Fundamental Roles of the Golgi-Associated Toxoplasma Aspartyl Protease, ASP5, at the Host-Parasite Interface

Toxoplasma gondii possesses sets of dense granule proteins (GRAs) that either assemble at, or cross the parasitophorous vacuole membrane (PVM) and exhibit motifs resembling the HT/PEXEL previously identified in a repertoire of exported Plasmodium proteins. Within Plasmodium spp., cleavage of the HT/PEXEL motif by the endoplasmic reticulum-resident protease Plasmepsin V precedes trafficking to and export across the PVM of proteins involved in pathogenicity and host cell remodelling. Here, we have functionally characterized the T. gondii aspartyl protease 5 (ASP5), a Golgi-resident protease that is phylogenetically related to Plasmepsin V. We show that deletion of ASP5 causes a significant loss in parasite fitness in vitro and an altered virulence in vivo. Furthermore, we reveal that ASP5 is necessary for the cleavage of GRA16, GRA19 and GRA20 at the PEXEL-like motif. In the absence of ASP5, the intravacuolar nanotubular network disappears and several GRAs fail to localize to the PVM, while GRA16 and GRA24, both known to be targeted to the host cell nucleus, are retained within the vacuolar space. Additionally, hypermigration of dendritic cells and bradyzoite cyst wall formation are impaired, critically impacting on parasite dissemination and persistence. Overall, the absence of ASP5 dramatically compromises the parasite’s ability to modulate host signalling pathways and immune responses.

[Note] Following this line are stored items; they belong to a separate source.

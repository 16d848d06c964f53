//! # docxkit-ooxml
//!
//! Reading and writing of WordprocessingML (.docx) packages.
//!
//! This crate provides functionality to:
//! - Unpack a DOCX container and resolve its relationship graph
//! - Decode the main document part into a typed tree of paragraphs, runs,
//!   tables and properties
//! - Build or edit that tree and write a conformant package back
//!
//! Both the transitional and the strict OOXML namespace families are read;
//! output is always transitional.
//!
//! ## Example: Reading a Document
//!
//! ```no_run
//! use docxkit_ooxml::Package;
//!
//! let package = Package::open("document.docx")?;
//! for paragraph in package.document().paragraphs() {
//!     println!("{}", paragraph.plain_text());
//! }
//! # Ok::<(), docxkit_ooxml::OoxmlError>(())
//! ```
//!
//! ## Example: Writing a Document
//!
//! ```no_run
//! use docxkit_ooxml::{Package, Paragraph};
//!
//! let mut package = Package::new();
//! package
//!     .document_mut()
//!     .add_paragraph(Paragraph::with_text("Hello, world!"));
//! package.save("hello.docx")?;
//! # Ok::<(), docxkit_ooxml::OoxmlError>(())
//! ```

pub mod archive;
pub mod config;
pub mod content_types;
pub mod error;
pub mod namespace;
pub mod package;
pub mod relationships;
pub mod wml;
pub mod xml;

#[cfg(test)]
pub(crate) mod test_utils;

pub use archive::FileMap;
pub use config::{Compression, PackageOptions};
pub use content_types::ContentTypes;
pub use error::{OoxmlError, Result};
pub use package::Package;
pub use relationships::{RelType, Relationship, Relationships, TargetMode};
pub use wml::{Block, Body, Document, Paragraph, ParagraphChild, Run, RunChild, Table};

/// Crate version
pub const VERSION: &str = env!("CARGO_PKG_VERSION");
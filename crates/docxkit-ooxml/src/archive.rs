//! Archive handling for DOCX packages
//!
//! A DOCX file is a ZIP archive of parts. [`FileMap`] holds every part's
//! bytes keyed by its archive-relative path (forward slashes, no leading
//! slash). Output is written in sorted path order so that saving unchanged
//! content twice produces the same entries in the same order.

use std::collections::BTreeMap;
use std::fs::File;
use std::io::{Cursor, Read, Seek, Write};
use std::path::Path;

use zip::read::ZipArchive;
use zip::write::{SimpleFileOptions, ZipWriter};
use zip::{CompressionMethod, DateTime};

use crate::config::Compression;
use crate::error::{OoxmlError, Result};

/// All parts of an unpacked package, keyed by normalized path
#[derive(Debug, Clone, Default, PartialEq, Eq)]
pub struct FileMap {
    files: BTreeMap<String, Vec<u8>>,
}

impl FileMap {
    /// Create an empty map
    pub fn new() -> Self {
        Self::default()
    }

    /// Open and unpack a ZIP file from disk
    pub fn open<P: AsRef<Path>>(path: P) -> Result<Self> {
        let file = File::open(path)?;
        Self::from_reader(file)
    }

    /// Unpack container bytes
    pub fn from_bytes(bytes: &[u8]) -> Result<Self> {
        Self::from_reader(Cursor::new(bytes))
    }

    /// Unpack from any reader that implements Read + Seek
    pub fn from_reader<R: Read + Seek>(reader: R) -> Result<Self> {
        let mut archive = ZipArchive::new(reader).map_err(OoxmlError::ArchiveCorrupt)?;
        let mut files = BTreeMap::new();

        for i in 0..archive.len() {
            let mut file = archive.by_index(i).map_err(OoxmlError::ArchiveCorrupt)?;
            if file.is_dir() {
                continue;
            }
            let name = normalize_path(file.name());

            let mut contents = Vec::new();
            file.read_to_end(&mut contents)?;
            files.insert(name, contents);
        }

        tracing::debug!(parts = files.len(), "unpacked archive");
        Ok(Self { files })
    }

    /// Get a part's contents by path
    pub fn get(&self, path: &str) -> Option<&[u8]> {
        self.files.get(path).map(|v| v.as_slice())
    }

    /// Check if a part exists
    pub fn contains(&self, path: &str) -> bool {
        self.files.contains_key(path)
    }

    /// Set or replace a part's contents
    pub fn set(&mut self, path: impl AsRef<str>, contents: Vec<u8>) {
        self.files.insert(normalize_path(path.as_ref()), contents);
    }

    /// Remove a part
    pub fn remove(&mut self, path: &str) -> Option<Vec<u8>> {
        self.files.remove(path)
    }

    /// Keep only the parts for which `keep` returns true
    pub fn retain(&mut self, mut keep: impl FnMut(&str) -> bool) {
        self.files.retain(|path, _| keep(path));
    }

    /// Part paths in sorted order
    pub fn paths(&self) -> impl Iterator<Item = &str> {
        self.files.keys().map(|s| s.as_str())
    }

    /// Parts in sorted order
    pub fn iter(&self) -> impl Iterator<Item = (&str, &[u8])> {
        self.files.iter().map(|(k, v)| (k.as_str(), v.as_slice()))
    }

    /// Number of parts
    pub fn len(&self) -> usize {
        self.files.len()
    }

    /// True when the map holds no parts
    pub fn is_empty(&self) -> bool {
        self.files.is_empty()
    }

    /// Write the archive to a file
    pub fn write_to_file<P: AsRef<Path>>(&self, path: P, compression: Compression) -> Result<()> {
        let file = File::create(path)?;
        self.write_to(file, compression)
    }

    /// Write the archive to container bytes
    pub fn to_bytes(&self, compression: Compression) -> Result<Vec<u8>> {
        let mut buffer = Cursor::new(Vec::new());
        self.write_to(&mut buffer, compression)?;
        Ok(buffer.into_inner())
    }

    /// Write the archive to any writer
    ///
    /// Entries are written in lexicographic path order. The ZIP writer
    /// finalizes its central directory on drop as well, so an early error
    /// still leaves a closed archive behind.
    pub fn write_to<W: Write + Seek>(&self, writer: W, compression: Compression) -> Result<()> {
        let mut zip = ZipWriter::new(writer);
        // Fixed timestamps keep repeated saves byte-identical
        let options = SimpleFileOptions::default()
            .compression_method(match compression {
                Compression::Deflated => CompressionMethod::Deflated,
                Compression::Stored => CompressionMethod::Stored,
            })
            .last_modified_time(DateTime::default());

        for (path, contents) in &self.files {
            zip.start_file(path.as_str(), options)?;
            zip.write_all(contents)?;
        }

        zip.finish()?;
        Ok(())
    }
}

/// Normalize an archive entry name: forward slashes, no leading slash
pub fn normalize_path(path: &str) -> String {
    path.replace('\\', "/").trim_start_matches('/').to_string()
}
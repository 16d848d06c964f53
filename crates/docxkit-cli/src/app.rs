//! CLI Application logic
//!
//! Contains the command-line interface implementation.

use std::fmt::Write as _;
use std::fs;
use std::path::{Path, PathBuf};

use anyhow::{Context, Result};
use clap::{ArgAction, Parser, Subcommand};
use tracing::debug;
use tracing_subscriber::EnvFilter;

use docxkit_ooxml::{Block, Package, PackageOptions, Paragraph, RelType};

/// Options file picked up from the working directory when `--config` is absent
pub const DEFAULT_CONFIG_FILE: &str = "docxkit.toml";

/// Longest paragraph excerpt shown by `inspect`
const EXCERPT_CHARS: usize = 60;

#[derive(Parser)]
#[command(name = "docxkit")]
#[command(author, version, about = "Read, edit and write .docx packages", long_about = None)]
struct Cli {
    /// Package options file (TOML)
    #[arg(short, long, global = true)]
    config: Option<PathBuf>,

    /// Log more (-v debug, -vv trace); RUST_LOG overrides
    #[arg(short, long, action = ArgAction::Count, global = true)]
    verbose: u8,

    #[command(subcommand)]
    command: Commands,
}

#[derive(Subcommand)]
enum Commands {
    /// Show the parts, relationships and block structure of a package
    Inspect {
        /// Input DOCX file
        input: PathBuf,
    },

    /// Print the plain text of a package
    Text {
        /// Input DOCX file
        input: PathBuf,
    },

    /// Unpack and pack a package, checking that nothing was lost
    Roundtrip {
        /// Input DOCX file
        input: PathBuf,

        /// Output DOCX file
        #[arg(short, long)]
        output: PathBuf,
    },

    /// Create a new package
    New {
        /// Output DOCX file
        #[arg(short, long)]
        output: PathBuf,

        /// Paragraph text, one paragraph per occurrence
        #[arg(short, long)]
        text: Vec<String>,
    },
}

/// Run the CLI application
///
/// This is the main entry point for the command-line interface.
/// It parses arguments and dispatches to the appropriate command.
pub fn run_cli() -> Result<()> {
    let cli = Cli::parse();
    init_logging(cli.verbose);

    let options = load_options(cli.config.as_deref())?;

    match cli.command {
        Commands::Inspect { input } => inspect_command(&input, options),
        Commands::Text { input } => text_command(&input, options),
        Commands::Roundtrip { input, output } => {
            roundtrip_command(&input, &output, options).map(|_| ())
        }
        Commands::New { output, text } => new_command(&output, &text, options),
    }
}

fn init_logging(verbose: u8) {
    let level = match verbose {
        0 => tracing::Level::WARN,
        1 => tracing::Level::DEBUG,
        _ => tracing::Level::TRACE,
    };
    // A second initialisation (tests driving run_cli) is harmless
    let _ = tracing_subscriber::fmt()
        .with_env_filter(EnvFilter::from_default_env().add_directive(level.into()))
        .with_writer(std::io::stderr)
        .try_init();
}

/// Resolve package options from `--config`, then `docxkit.toml`, then defaults
pub fn load_options(config_path: Option<&Path>) -> Result<PackageOptions> {
    let path = match config_path {
        Some(path) => {
            if !path.exists() {
                anyhow::bail!("Config file not found: {}", path.display());
            }
            path.to_path_buf()
        }
        None => {
            let candidate = PathBuf::from(DEFAULT_CONFIG_FILE);
            if !candidate.exists() {
                return Ok(PackageOptions::default());
            }
            candidate
        }
    };

    debug!(path = %path.display(), "loading package options");
    PackageOptions::from_file(&path)
        .with_context(|| format!("Failed to parse config: {}", path.display()))
}

fn open_package(input: &Path, options: PackageOptions) -> Result<Package> {
    if !input.exists() {
        anyhow::bail!("Input file not found: {}", input.display());
    }
    Package::open_with_options(input, options)
        .with_context(|| format!("Failed to open DOCX file: {}", input.display()))
}

/// Execute the inspect command
pub fn inspect_command(input: &Path, options: PackageOptions) -> Result<()> {
    let package = open_package(input, options)?;
    print!("{}", inspect_report(&package));
    Ok(())
}

/// Human-readable description of a package
pub fn inspect_report(package: &Package) -> String {
    let mut out = String::new();

    let _ = writeln!(out, "Document part: {}", package.document_path());

    let _ = writeln!(out, "Other parts:");
    for path in package.files().paths() {
        let _ = writeln!(out, "  {path}");
    }

    let _ = writeln!(out, "Relationships:");
    for rel in package.relationships().iter() {
        let kind = match rel.kind() {
            RelType::Other => rel.rel_type.rsplit('/').next().unwrap_or_default().to_string(),
            kind => format!("{kind:?}"),
        };
        let external = if rel.is_external() { " (external)" } else { "" };
        let _ = writeln!(out, "  {} {} -> {}{}", rel.id, kind, rel.target, external);
    }

    let body = &package.document().body;
    let _ = writeln!(out, "Blocks: {}", body.children.len());
    for (index, block) in body.children.iter().enumerate() {
        let _ = writeln!(out, "  {:>3} {}", index + 1, summarize_block(block));
    }

    let images = package.document().image_ids();
    if !images.is_empty() {
        let _ = writeln!(out, "Images: {}", images.join(", "));
    }
    out
}

fn summarize_block(block: &Block) -> String {
    match block {
        Block::Paragraph(paragraph) => summarize_paragraph(paragraph),
        Block::Table(table) => format!(
            "table {} row(s) x {} column(s)",
            table.rows().count(),
            table.grid.columns.len()
        ),
    }
}

fn summarize_paragraph(paragraph: &Paragraph) -> String {
    let text = paragraph.plain_text();
    let mut excerpt: String = text.chars().take(EXCERPT_CHARS).collect();
    if text.chars().count() > EXCERPT_CHARS {
        excerpt.push('…');
    }
    match paragraph.style_id() {
        Some(style) => format!("paragraph [{style}] {excerpt:?}"),
        None => format!("paragraph {excerpt:?}"),
    }
}

/// Execute the text command
pub fn text_command(input: &Path, options: PackageOptions) -> Result<()> {
    let package = open_package(input, options)?;
    println!("{}", package.document().plain_text());
    Ok(())
}

/// Outcome of a round trip
#[derive(Debug, Clone, PartialEq, Eq)]
pub struct RoundtripReport {
    /// Size of the written package in bytes
    pub bytes: usize,
    /// Number of parts in the written package
    pub parts: usize,
    /// Whether the re-read document equals the one first decoded
    pub identical: bool,
}

/// Execute the roundtrip command
///
/// Fails when the document read back from `output` differs from the one
/// decoded from `input`.
pub fn roundtrip_command(
    input: &Path,
    output: &Path,
    options: PackageOptions,
) -> Result<RoundtripReport> {
    println!("Round trip: {} -> {}", input.display(), output.display());

    let mut package = open_package(input, options.clone())?;
    let bytes = package
        .pack()
        .with_context(|| format!("Failed to pack document: {}", input.display()))?;
    fs::write(output, &bytes)
        .with_context(|| format!("Failed to write output file: {}", output.display()))?;

    let reread = Package::open_with_options(output, options)
        .with_context(|| format!("Failed to reopen output file: {}", output.display()))?;

    let report = RoundtripReport {
        bytes: bytes.len(),
        parts: package.files().len(),
        identical: reread.document() == package.document(),
    };

    println!("  Parts: {}", report.parts);
    println!("  Size: {} bytes", report.bytes);
    if !report.identical {
        anyhow::bail!(
            "Decoded documents differ after round trip: {}",
            input.display()
        );
    }
    println!("  Document tree: identical");
    Ok(report)
}

/// Execute the new command
pub fn new_command(output: &Path, paragraphs: &[String], options: PackageOptions) -> Result<()> {
    let mut package = Package::with_options(options);
    let document = package.document_mut();
    for text in paragraphs {
        document.add_paragraph(Paragraph::with_text(text.as_str()));
    }

    package
        .save(output)
        .with_context(|| format!("Failed to write output file: {}", output.display()))?;

    println!("Created: {}", output.display());
    println!("  {} paragraph(s)", paragraphs.len());
    Ok(())
}
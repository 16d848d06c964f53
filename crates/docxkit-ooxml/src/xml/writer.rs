//! XML writer used by every node encoder
//!
//! A start tag is held back until the element receives content: an element
//! closed before any child or text was written is emitted self-closing.

use std::borrow::Cow;

use quick_xml::events::{BytesDecl, BytesEnd, BytesStart, BytesText, Event};
use quick_xml::Writer;

use crate::error::Result;
use crate::xml::value::XmlValue;

/// Ordered attribute list for one start tag
///
/// Absent optional values are dropped, so encoders can push every
/// schema attribute in order without branching.
#[derive(Debug, Default)]
pub struct Attrs {
    items: Vec<(Cow<'static, str>, String)>,
}

impl Attrs {
    /// Empty attribute list
    pub fn new() -> Self {
        Self::default()
    }

    /// Append an attribute; values whose encoding is empty-by-absence are skipped
    pub fn with<T: XmlValue>(mut self, name: &'static str, value: &T) -> Self {
        if let Some(text) = value.to_xml() {
            self.items.push((Cow::Borrowed(name), text.into_owned()));
        }
        self
    }

    /// Append an optional attribute
    pub fn with_opt<T: XmlValue>(self, name: &'static str, value: Option<&T>) -> Self {
        match value {
            Some(v) => self.with(name, v),
            None => self,
        }
    }

    /// Append a raw, already formatted attribute
    pub fn with_raw(
        mut self,
        name: impl Into<Cow<'static, str>>,
        value: impl Into<String>,
    ) -> Self {
        self.items.push((name.into(), value.into()));
        self
    }

    /// True when no attribute will be written
    pub fn is_empty(&self) -> bool {
        self.items.is_empty()
    }
}

/// Streaming XML writer over an in-memory buffer
pub struct XmlWriter {
    inner: Writer<Vec<u8>>,
    pending: Option<BytesStart<'static>>,
}

impl Default for XmlWriter {
    fn default() -> Self {
        Self::new()
    }
}

impl XmlWriter {
    /// Create a writer with an empty buffer
    pub fn new() -> Self {
        Self {
            inner: Writer::new(Vec::new()),
            pending: None,
        }
    }

    /// Write the standard `standalone="yes"` XML declaration
    pub fn declaration(&mut self) -> Result<()> {
        self.inner
            .write_event(Event::Decl(BytesDecl::new("1.0", Some("UTF-8"), Some("yes"))))?;
        self.inner.get_mut().extend_from_slice(b"\r\n");
        Ok(())
    }

    /// Open an element; it becomes self-closing if nothing is written into it
    pub fn start(&mut self, name: &str, attrs: Attrs) -> Result<()> {
        self.flush_pending()?;
        self.pending = Some(start_tag(name, attrs));
        Ok(())
    }

    /// Close the element opened by the matching [`start`](Self::start)
    pub fn end(&mut self, name: &str) -> Result<()> {
        match self.pending.take() {
            Some(start) => self.inner.write_event(Event::Empty(start))?,
            None => self.inner.write_event(Event::End(BytesEnd::new(name)))?,
        }
        Ok(())
    }

    /// Write a self-closing element
    pub fn empty(&mut self, name: &str, attrs: Attrs) -> Result<()> {
        self.flush_pending()?;
        self.inner.write_event(Event::Empty(start_tag(name, attrs)))?;
        Ok(())
    }

    /// Write escaped character data into the currently open element
    pub fn text(&mut self, text: &str) -> Result<()> {
        self.flush_pending()?;
        if !text.is_empty() {
            self.inner.write_event(Event::Text(BytesText::new(text)))?;
        }
        Ok(())
    }

    /// Write `<name attrs>text</name>`
    pub fn text_element(&mut self, name: &str, attrs: Attrs, text: &str) -> Result<()> {
        self.start(name, attrs)?;
        self.text(text)?;
        self.end(name)
    }

    /// Finish writing and return the bytes
    pub fn into_inner(mut self) -> Result<Vec<u8>> {
        self.flush_pending()?;
        Ok(self.inner.into_inner())
    }

    fn flush_pending(&mut self) -> Result<()> {
        if let Some(start) = self.pending.take() {
            self.inner.write_event(Event::Start(start))?;
        }
        Ok(())
    }
}

fn start_tag(name: &str, attrs: Attrs) -> BytesStart<'static> {
    let mut start = BytesStart::new(name.to_owned());
    for (key, value) in &attrs.items {
        start.push_attribute((key.as_ref(), value.as_str()));
    }
    start
}

#[cfg(test)]
mod tests {
    use super::*;

    fn render(f: impl FnOnce(&mut XmlWriter) -> Result<()>) -> String {
        let mut w = XmlWriter::new();
        f(&mut w).unwrap();
        String::from_utf8(w.into_inner().unwrap()).unwrap()
    }

    #[test]
    fn test_untouched_element_is_self_closing() {
        let xml = render(|w| {
            w.start("w:pPr", Attrs::new())?;
            w.end("w:pPr")
        });
        assert_eq!(xml, "<w:pPr/>");
    }

    #[test]
    fn test_nested_elements_and_attribute_order() {
        let xml = render(|w| {
            w.start("w:p", Attrs::new())?;
            w.empty(
                "w:spacing",
                Attrs::new()
                    .with("w:before", &120u32)
                    .with_opt::<u32>("w:after", None)
                    .with("w:line", &240i32),
            )?;
            w.end("w:p")
        });
        assert_eq!(xml, r#"<w:p><w:spacing w:before="120" w:line="240"/></w:p>"#);
    }

    #[test]
    fn test_text_is_escaped() {
        let xml = render(|w| w.text_element("w:t", Attrs::new(), "a < b & c"));
        assert_eq!(xml, "<w:t>a &lt; b &amp; c</w:t>");
    }
}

刚地弓形虫（Toxoplasma gondii）编码多组致密颗粒蛋白（dense granule proteins，GRAs），此类蛋白或组装于纳虫空泡膜（parasitophorous vacuole membrane，PVM），或跨该膜分布，且携带有与此前在一系列输出性疟原虫蛋白中鉴定得到的HT/PEXEL基序相似的保守基序。在疟原虫属（Plasmodium spp.）物种中，内质网驻留蛋白酶Plasmepsin V会先对HT/PEXEL基序进行切割，随后相关致病相关蛋白与宿主细胞重塑相关蛋白才能被转运至纳虫空泡膜，并跨膜输出至宿主细胞内。本研究对刚地弓形虫天冬氨酸蛋白酶5（ASP5）开展了功能表征——该蛋白是一类系统发育上与Plasmepsin V同源的高尔基体驻留蛋白酶。研究证实，敲除ASP5会导致体外培养的弓形虫适合度显著下降，并在宿主体内改变寄生虫的毒力表型。此外，本研究发现ASP5是GRA16、GRA19与GRA20的PEXEL样基序发生特异性切割的必需条件。在ASP5缺失的弓形虫中，空泡内纳米管网络消失，多组致密颗粒蛋白无法正常定位于纳虫空泡膜；而此前已被证实会被靶向运输至宿主细胞核的GRA16与GRA24，则被滞留于寄生虫空泡腔中。此外，树突状细胞的过度迁移与缓殖子囊壁形成过程均受到显著抑制，这会严重损害寄生虫的宿主播散能力与持续感染能力。综上，ASP5的缺失会极大削弱弓形虫调控宿主信号通路与免疫应答的能力。